• _Records for the task_
══════════

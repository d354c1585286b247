use crate::pathintegrator::{LightStrategy, PathIntegrator};
use accel::{BvhConfig, SplitMethod};
use std::str::FromStr;

#[derive(Debug, thiserror::Error, PartialEq, Eq)]
pub enum OptionsError {
    #[error("unrecognized key {0}")]
    UnknownKey(String),
    #[error("missing value for {0}")]
    MissingValue(String),
    #[error("invalid value {value:?} for {key}")]
    InvalidValue { key: String, value: String },
}

/// Everything an entry point hands to the renderer besides the scene itself.
#[derive(Debug, Clone, PartialEq)]
pub struct RenderOptions {
    pub use_multi_thread: bool,
    pub max_depth: u32,
    pub rr_threshold: f32,
    pub strategy: LightStrategy,
    pub split_method: SplitMethod,
    pub max_prims_in_node: usize,
    pub spp: u32,
    pub tile_size: u32,
    pub seed: u64,
}

impl Default for RenderOptions {
    fn default() -> Self {
        let integrator = PathIntegrator::default();
        let bvh_config = BvhConfig::default();
        Self {
            use_multi_thread: true,
            max_depth: integrator.max_depth(),
            rr_threshold: integrator.rr_threshold(),
            strategy: integrator.strategy(),
            split_method: bvh_config.split_method,
            max_prims_in_node: bvh_config.max_prims_in_node,
            spp: 16,
            tile_size: 16,
            seed: 0,
        }
    }
}

impl RenderOptions {
    pub fn message() -> &'static str {
        r#"
        --use_multi_thread | --use_single_thread
        --max_depth <n>
        --rr_threshold <x>
        --strategy bxdf|mis
        --split_method sah|middle|equal_counts
        --max_prims_in_node <n>
        --spp <n>
        --tile_size <n>
        --seed <n>
        "#
    }

    pub fn integrator(&self) -> PathIntegrator {
        PathIntegrator::default()
            .with_max_depth(self.max_depth)
            .with_rr_threshold(self.rr_threshold)
            .with_strategy(self.strategy)
    }

    pub fn bvh_config(&self) -> BvhConfig {
        BvhConfig::default()
            .with_split_method(self.split_method)
            .with_max_prims_in_node(self.max_prims_in_node)
    }
}

fn parse_value<T: FromStr>(key: &str, value: Option<String>) -> Result<T, OptionsError> {
    let value = value.ok_or_else(|| OptionsError::MissingValue(key.to_string()))?;
    value.parse().map_err(|_| OptionsError::InvalidValue {
        key: key.to_string(),
        value,
    })
}

fn parse_choice<T: Copy>(
    key: &str, value: Option<String>, choices: &[(&str, T)],
) -> Result<T, OptionsError> {
    let value = value.ok_or_else(|| OptionsError::MissingValue(key.to_string()))?;
    choices
        .iter()
        .find(|(name, _)| *name == value)
        .map(|(_, choice)| *choice)
        .ok_or(OptionsError::InvalidValue {
            key: key.to_string(),
            value,
        })
}

/// Parses `--key value` pairs (and bare `--flag`s). `args[0]` is the program name and is skipped.
pub fn parse_args(args: Vec<String>) -> Result<RenderOptions, OptionsError> {
    let mut pairs: Vec<(String, Option<String>)> = vec![];
    let mut args = args.into_iter().rev().collect::<Vec<_>>();
    args.pop(); // Removes args[0]

    while let Some(key) = args.pop() {
        if !key.starts_with("--") {
            return Err(OptionsError::UnknownKey(key));
        }
        let value = match args.last() {
            Some(value) if !value.starts_with("--") => args.pop(),
            _ => None,
        };
        pairs.push((key, value));
    }
    // Pairs apply in argument order, so a later key overrides an earlier one.
    let mut options = RenderOptions::default();
    for (k, v) in pairs.into_iter() {
        match k.as_str() {
            "--use_multi_thread" => options.use_multi_thread = true,
            "--use_single_thread" => options.use_multi_thread = false,
            "--max_depth" => options.max_depth = parse_value(&k, v)?,
            "--rr_threshold" => options.rr_threshold = parse_value(&k, v)?,
            "--strategy" => {
                options.strategy = parse_choice(
                    &k,
                    v,
                    &[("bxdf", LightStrategy::BxdfOnly), ("mis", LightStrategy::Mis)],
                )?
            }
            "--split_method" => {
                options.split_method = parse_choice(
                    &k,
                    v,
                    &[
                        ("sah", SplitMethod::Sah),
                        ("middle", SplitMethod::Middle),
                        ("equal_counts", SplitMethod::EqualCounts),
                    ],
                )?
            }
            "--max_prims_in_node" => options.max_prims_in_node = parse_value(&k, v)?,
            "--spp" => options.spp = parse_value(&k, v)?,
            "--tile_size" => options.tile_size = parse_value(&k, v)?,
            "--seed" => options.seed = parse_value(&k, v)?,
            _ => return Err(OptionsError::UnknownKey(k)),
        }
    }
    Ok(options)
}

#[cfg(test)]
mod test {
    use super::*;

    fn args(line: &str) -> Vec<String> {
        std::iter::once("pbrs")
            .chain(line.split_whitespace())
            .map(String::from)
            .collect()
    }

    #[test]
    fn parses_every_key() {
        let options = parse_args(args(
            "--use_single_thread --max_depth 9 --rr_threshold 0.5 --strategy mis \
             --split_method middle --max_prims_in_node 2 --spp 64 --tile_size 8 --seed 42",
        ))
        .unwrap();
        assert_eq!(
            options,
            RenderOptions {
                use_multi_thread: false,
                max_depth: 9,
                rr_threshold: 0.5,
                strategy: LightStrategy::Mis,
                split_method: SplitMethod::Middle,
                max_prims_in_node: 2,
                spp: 64,
                tile_size: 8,
                seed: 42,
            }
        );
        assert_eq!(options.integrator().max_depth(), 9);
        assert_eq!(options.bvh_config().max_prims_in_node, 2);
    }

    #[test]
    fn no_arguments_gives_defaults() {
        assert_eq!(parse_args(args("")).unwrap(), RenderOptions::default());
        assert_eq!(parse_args(vec![]).unwrap(), RenderOptions::default());
    }

    #[test]
    fn later_flags_override_earlier_ones() {
        let options = parse_args(args("--use_single_thread --use_multi_thread")).unwrap();
        assert!(options.use_multi_thread);
        let options = parse_args(args("--use_multi_thread --use_single_thread")).unwrap();
        assert!(!options.use_multi_thread);

        let options = parse_args(args("--spp 4 --strategy mis --spp 8 --strategy bxdf")).unwrap();
        assert_eq!(options.spp, 8);
        assert_eq!(options.strategy, LightStrategy::BxdfOnly);
    }

    #[test]
    fn rejects_bad_input() {
        assert_eq!(
            parse_args(args("--frobnicate")),
            Err(OptionsError::UnknownKey("--frobnicate".into()))
        );
        assert_eq!(
            parse_args(args("stray")),
            Err(OptionsError::UnknownKey("stray".into()))
        );
        assert_eq!(
            parse_args(args("--spp --seed 3")),
            Err(OptionsError::MissingValue("--spp".into()))
        );
        assert_eq!(
            parse_args(args("--max_depth five")),
            Err(OptionsError::InvalidValue {
                key: "--max_depth".into(),
                value: "five".into()
            })
        );
        assert!(matches!(
            parse_args(args("--strategy light")),
            Err(OptionsError::InvalidValue { .. })
        ));
    }
}
/// Defines useful functions for common math operations, tools and constants:
/// - Simple interpolation and barycentric interpolation on not only primitive types,
/// - Floating-point error bounds (`gamma`) used by robust intersection tests,
/// - Macros to check if two math quantities are close, less than / greater than (or equal to) each other.
pub mod float;

/// Homogeneous-coordinate maths module.
/// - Types: 3D points and vectors, 4D vector, 3x3 and 4x4 matrices.
/// - Function `normalize()` to build a normalized `Vec3`.
/// - Function `make_coord_system()` to build an orthogonal base from a `Vec3`.
/// - Functions `reflect()` and `refract()` to compute surface interactions.
pub mod hcm;

/// Provides `Prob` struct representing a probability mass or probability density.
pub mod prob;

/// Piecewise-constant 1D and 2D distributions for importance sampling tabulated functions.
pub mod distrib;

══════════

• _Required action_
Return, from the data above, each line in which the string "build" appears.

• _Exercise output_
/// - Function `normalize()` to build a normalized `Vec3`.
/// - Function `make_coord_system()` to build an orthogonal base from a `Vec3`.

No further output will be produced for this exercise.